The fatal flaw is a design issue. Trying to jam a PC's functionality into a tablet-like shell is akin to hosting a dinner party around a cocktail table. No matter how many clever tricks you use, it's going to feel weird.
One core problem is the device's most fundamental feature: its size. No hardware maker has been able to find an elegant solution to the visual discrepancies -- screen size and aspect ratio -- between the laptop and tablet forms.
Laptop displays are generally at least 11.5 inches, and the 16:9 aspect ratio is almost an industry convention. That long rectangle gives us room to manipulate a windowed environment. Anything smaller requires voodoo to conjure a good experience out of the machine.
Tablet displays more or less max out at 10 inches, and the industry-leading iPad opts for a 4:3 aspect ratio. That lends itself to books, magazines, and Web pages.
With the Surface, Microsoft hedged its bet, and went with a 10.6-inch, 16:9 display.
That strikes the best balance we've seen yet between physical and digital usability, but it's still far from perfect. Oversized tablets with a 16:9 aspect ratio feel awkward. Perhaps people have been conditioned to believe that words are best consumed in a space that feels like a standard, letter-sized paper page.
Aric Cheston, executive creative director at Frog Design, acknowledges an inherent tension.
"There's a certain reality to be embraced about the legacy proportions," he says. "You have to find a smart way of accommodating those."
If the problem can't be solved with clever hardware design, the burden falls squarely on the software.
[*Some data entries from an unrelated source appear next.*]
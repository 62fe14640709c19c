use crate::backend::{Band, EvaluatedImage, Grid};
use crate::types::{CoordinateSystem, GeoTransform, Properties, PropertyValue, SarError, SarResult};
use chrono::{DateTime, Utc};
use gdal::raster::Buffer;
use gdal::spatial_ref::SpatialRef;
use gdal::{Dataset, DriverManager, Metadata};
use ndarray::{Array2, Zip};
use std::path::Path;

/// Property holding the scene identifier
pub const INDEX_PROPERTY: &str = "system:index";

/// Read a multi-band scene (e.g. `VV`, `VH`, `angle`) from a GDAL raster
///
/// Band names come from the band descriptions, falling back to `B1..Bn`.
/// No-data and NaN pixels are masked. Dataset metadata becomes image
/// properties.
pub fn read_scene<P: AsRef<Path>>(path: P) -> SarResult<EvaluatedImage> {
    let path = path.as_ref();
    log::info!("Reading scene from: {}", path.display());

    let mut image = read_raster(path)?;
    if let Some(stem) = path.file_stem().and_then(|s| s.to_str()) {
        image
            .properties
            .entry(INDEX_PROPERTY.to_string())
            .or_insert_with(|| PropertyValue::Text(stem.to_string()));
    }
    log::debug!("Scene bands: {:?}", image.band_names());
    Ok(image)
}

/// Read every band of a raster as `f64`
pub(crate) fn read_raster(path: &Path) -> SarResult<EvaluatedImage> {
    let dataset = Dataset::open(path)?;
    let (width, height) = dataset.raster_size();
    let transform = GeoTransform::from_gdal(dataset.geo_transform()?);
    let crs = coordinate_system(&dataset, path);

    log::debug!("Raster size: {}x{}, {}", width, height, crs);

    let mut bands = Vec::new();
    for index in 1..=dataset.raster_count() {
        let band = dataset.rasterband(index)?;
        let buffer = band.read_as::<f64>((0, 0), (width, height), (width, height), None)?;
        let data = Array2::from_shape_vec((height, width), buffer.data)
            .map_err(|e| SarError::Processing(format!("Failed to reshape band {}: {}", index, e)))?;

        let no_data = band.no_data_value();
        let valid = data.mapv(|v| !v.is_nan() && no_data.map_or(true, |nd| v != nd));

        let name = match band.description() {
            Ok(desc) if !desc.trim().is_empty() => desc.trim().to_string(),
            _ => format!("B{}", index),
        };
        bands.push(Band::with_mask(name, data, valid));
    }

    let image = EvaluatedImage {
        grid: Grid::new(crs, transform, width, height),
        bands,
        properties: read_properties(&dataset),
    };
    image.validate()?;
    Ok(image)
}

fn coordinate_system(dataset: &Dataset, path: &Path) -> CoordinateSystem {
    match dataset.spatial_ref().and_then(|srs| srs.auth_code()) {
        Ok(code) if code > 0 => CoordinateSystem::from_epsg(code as u32),
        _ => {
            log::warn!(
                "No EPSG code for {}, assuming geographic coordinates",
                path.display()
            );
            CoordinateSystem::Geographic
        }
    }
}

fn read_properties(dataset: &Dataset) -> Properties {
    let mut properties = Properties::new();
    for item in dataset.metadata_domain("").unwrap_or_default() {
        if let Some((key, value)) = item.split_once('=') {
            properties.insert(key.to_string(), parse_property(value));
        }
    }
    properties
}

/// Numbers and RFC 3339 times keep their type, anything else is text
fn parse_property(value: &str) -> PropertyValue {
    if let Ok(v) = value.parse::<f64>() {
        return PropertyValue::Number(v);
    }
    if let Ok(t) = DateTime::parse_from_rfc3339(value) {
        return PropertyValue::Time(t.with_timezone(&Utc));
    }
    PropertyValue::Text(value.to_string())
}

/// Write an evaluated image to GeoTIFF
///
/// Bands are `Float64` with their names as descriptions. Masked pixels are
/// written as NaN, which is also each band's no-data value. Properties are stored as dataset metadata.
pub fn write_image<P: AsRef<Path>>(path: P, image: &EvaluatedImage) -> SarResult<()> {
    let path = path.as_ref();
    image.validate()?;
    log::info!("Writing {:?} to: {}", image.band_names(), path.display());

    let (height, width) = image.grid.shape();
    let driver = DriverManager::get_driver_by_name("GTiff")?;
    let mut dataset =
        driver.create_with_band_type::<f64, _>(path, width as _, height as _, image.bands.len() as _)?;

    dataset.set_geo_transform(&image.grid.transform.to_gdal())?;
    let srs = SpatialRef::from_epsg(image.grid.crs.epsg())?;
    dataset.set_spatial_ref(&srs)?;

    for (key, value) in &image.properties {
        dataset.set_metadata_item(key, &value.to_string(), "")?;
    }

    for (i, band) in image.bands.iter().enumerate() {
        let data: Vec<f64> = Zip::from(&band.data)
            .and(&band.valid)
            .map_collect(|&v, &ok| if ok { v } else { f64::NAN })
            .into_raw_vec();

        let mut raster_band = dataset.rasterband((i + 1) as _)?;
        raster_band.set_description(&band.name)?;
        raster_band.set_no_data_value(Some(f64::NAN))?;
        raster_band.write((0, 0), (width, height), &Buffer { size: (width, height), data })?;
    }

    Ok(())
}
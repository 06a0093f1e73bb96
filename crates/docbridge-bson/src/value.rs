//! The document model: a closed value variant and an ordered document.

use bson::oid::ObjectId;

/// A single value in the document model.
#[derive(Debug, Clone, PartialEq)]
pub enum Value {
    Null,
    Bool(bool),
    Int32(i32),
    Int64(i64),
    Double(f64),
    String(String),
    ObjectId(ObjectId),
    /// Milliseconds since the Unix epoch
    Timestamp(i64),
    Array(Vec<Value>),
    Document(Document),
    /// Diagnostic text for BSON types without a native mapping
    Unrecognized(String),
}

impl Value {
    /// Short type name used in log output
    pub fn kind(&self) -> &'static str {
        match self {
            Value::Null => "null",
            Value::Bool(_) => "bool",
            Value::Int32(_) => "int32",
            Value::Int64(_) => "int64",
            Value::Double(_) => "double",
            Value::String(_) => "string",
            Value::ObjectId(_) => "objectId",
            Value::Timestamp(_) => "timestamp",
            Value::Array(_) => "array",
            Value::Document(_) => "document",
            Value::Unrecognized(_) => "unrecognized",
        }
    }

    pub fn as_str(&self) -> Option<&str> {
        match self {
            Value::String(s) => Some(s),
            _ => None,
        }
    }

    pub fn as_document(&self) -> Option<&Document> {
        match self {
            Value::Document(doc) => Some(doc),
            _ => None,
        }
    }

    pub fn as_array(&self) -> Option<&[Value]> {
        match self {
            Value::Array(items) => Some(items),
            _ => None,
        }
    }
}

impl From<&str> for Value {
    fn from(s: &str) -> Self {
        Value::String(s.to_string())
    }
}

impl From<String> for Value {
    fn from(s: String) -> Self {
        Value::String(s)
    }
}

impl From<i32> for Value {
    fn from(n: i32) -> Self {
        Value::Int32(n)
    }
}

impl From<i64> for Value {
    fn from(n: i64) -> Self {
        Value::Int64(n)
    }
}

impl From<f64> for Value {
    fn from(n: f64) -> Self {
        Value::Double(n)
    }
}

impl From<bool> for Value {
    fn from(b: bool) -> Self {
        Value::Bool(b)
    }
}

impl From<Document> for Value {
    fn from(doc: Document) -> Self {
        Value::Document(doc)
    }
}

impl From<Vec<Value>> for Value {
    fn from(items: Vec<Value>) -> Self {
        Value::Array(items)
    }
}

/// Ordered mapping from keys to values.
///
/// Keys are unique within one level. Inserting an existing key replaces its
/// value without moving it.
#[derive(Debug, Clone, Default, PartialEq)]
pub struct Document {
    entries: Vec<(String, Value)>,
}

impl Document {
    pub fn new() -> Self {
        Self::default()
    }

    pub fn with_capacity(capacity: usize) -> Self {
        Self {
            entries: Vec::with_capacity(capacity),
        }
    }

    /// Insert a value, returning the previous value for the key if any
    pub fn insert(&mut self, key: impl Into<String>, value: impl Into<Value>) -> Option<Value> {
        let key = key.into();
        let value = value.into();
        match self.entries.iter_mut().find(|(k, _)| *k == key) {
            Some((_, slot)) => Some(std::mem::replace(slot, value)),
            None => {
                self.entries.push((key, value));
                None
            }
        }
    }

    pub fn get(&self, key: &str) -> Option<&Value> {
        self.entries.iter().find(|(k, _)| k == key).map(|(_, v)| v)
    }

    pub fn contains_key(&self, key: &str) -> bool {
        self.entries.iter().any(|(k, _)| k == key)
    }

    /// First declared property, used by the creation rule
    pub fn first(&self) -> Option<(&str, &Value)> {
        self.entries.first().map(|(k, v)| (k.as_str(), v))
    }

    pub fn keys(&self) -> impl Iterator<Item = &str> {
        self.entries.iter().map(|(k, _)| k.as_str())
    }

    pub fn iter(&self) -> impl Iterator<Item = (&str, &Value)> {
        self.entries.iter().map(|(k, v)| (k.as_str(), v))
    }

    pub fn len(&self) -> usize {
        self.entries.len()
    }

    pub fn is_empty(&self) -> bool {
        self.entries.is_empty()
    }
}

impl<K: Into<String>, V: Into<Value>> FromIterator<(K, V)> for Document {
    fn from_iter<I: IntoIterator<Item = (K, V)>>(iter: I) -> Self {
        let mut doc = Document::new();
        for (k, v) in iter {
            doc.insert(k, v);
        }
        doc
    }
}

impl IntoIterator for Document {
    type Item = (String, Value);
    type IntoIter = std::vec::IntoIter<(String, Value)>;

    fn into_iter(self) -> Self::IntoIter {
        self.entries.into_iter()
    }
}
//! Common utilities for docbridge
//!
//! This crate provides the error taxonomy shared by the codec and the
//! operation layer.

pub mod error;

pub use error::{BridgeError, ErrorCode, Result};
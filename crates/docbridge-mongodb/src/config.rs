//! Bridge configuration.

use docbridge_bson::{DEFAULT_ID_FIELD, MAX_DOCUMENT_SIZE};
use tracing::warn;

/// How completed async tasks reach their continuations
#[derive(Debug, Clone, Copy, PartialEq, Eq)]
pub enum DeliveryMode {
    /// A single delivery thread runs continuations one at a time
    Dedicated,
    /// The caller drains completions with `Registry::run_pending`
    Polled,
}

/// Registry and codec configuration
#[derive(Debug, Clone)]
pub struct BridgeConfig {
    /// Worker threads in the runtime (default: number of CPUs)
    pub workers: usize,
    /// Continuation delivery mode (default: dedicated thread)
    pub delivery: DeliveryMode,
    /// Identifier field used when an operation supplies no override
    pub id_field: String,
    /// Largest encoded document accepted (default: 16 MiB)
    pub max_document_size: usize,
    /// Application name reported to the server
    pub app_name: Option<String>,
}

impl Default for BridgeConfig {
    fn default() -> Self {
        Self {
            workers: num_cpus::get(),
            delivery: DeliveryMode::Dedicated,
            id_field: DEFAULT_ID_FIELD.to_string(),
            max_document_size: MAX_DOCUMENT_SIZE,
            app_name: Some("docbridge".to_string()),
        }
    }
}

impl BridgeConfig {
    pub fn new() -> Self {
        Self::default()
    }

    /// Defaults overridden by `DOCBRIDGE_WORKERS`, `DOCBRIDGE_ID_FIELD` and
    /// `DOCBRIDGE_MAX_DOC_SIZE`. Unparseable values are ignored.
    pub fn from_env() -> Self {
        Self::from_lookup(|key| std::env::var(key).ok())
    }

    fn from_lookup(lookup: impl Fn(&str) -> Option<String>) -> Self {
        let mut config = Self::default();

        if let Some(raw) = lookup("DOCBRIDGE_WORKERS") {
            match raw.trim().parse::<usize>() {
                Ok(n) if n > 0 => config.workers = n,
                _ => warn!(value = %raw, "Ignoring invalid DOCBRIDGE_WORKERS"),
            }
        }
        if let Some(field) = lookup("DOCBRIDGE_ID_FIELD") {
            let field = field.trim();
            if !field.is_empty() {
                config.id_field = field.to_string();
            }
        }
        if let Some(raw) = lookup("DOCBRIDGE_MAX_DOC_SIZE") {
            match raw.trim().parse::<usize>() {
                Ok(n) if n > 0 => config.max_document_size = n,
                _ => warn!(value = %raw, "Ignoring invalid DOCBRIDGE_MAX_DOC_SIZE"),
            }
        }
        config
    }

    pub fn with_workers(mut self, workers: usize) -> Self {
        self.workers = workers.max(1);
        self
    }

    pub fn with_delivery(mut self, delivery: DeliveryMode) -> Self {
        self.delivery = delivery;
        self
    }

    pub fn with_id_field(mut self, field: impl Into<String>) -> Self {
        self.id_field = field.into();
        self
    }

    pub fn with_max_document_size(mut self, size: usize) -> Self {
        self.max_document_size = size;
        self
    }

    pub fn with_app_name(mut self, name: impl Into<String>) -> Self {
        self.app_name = Some(name.into());
        self
    }
}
Microsoft's Windows 8 is the strongest argument that a unified software experience can mask hardware compromises. But it still leans on the traditional desktop environment like a crutch, falling back any time the new "Modern" interface (better known as Metro, its development codename) can't provide a better approach. It's not ideal for smaller screens or fingers, and it comes at the expense of usability.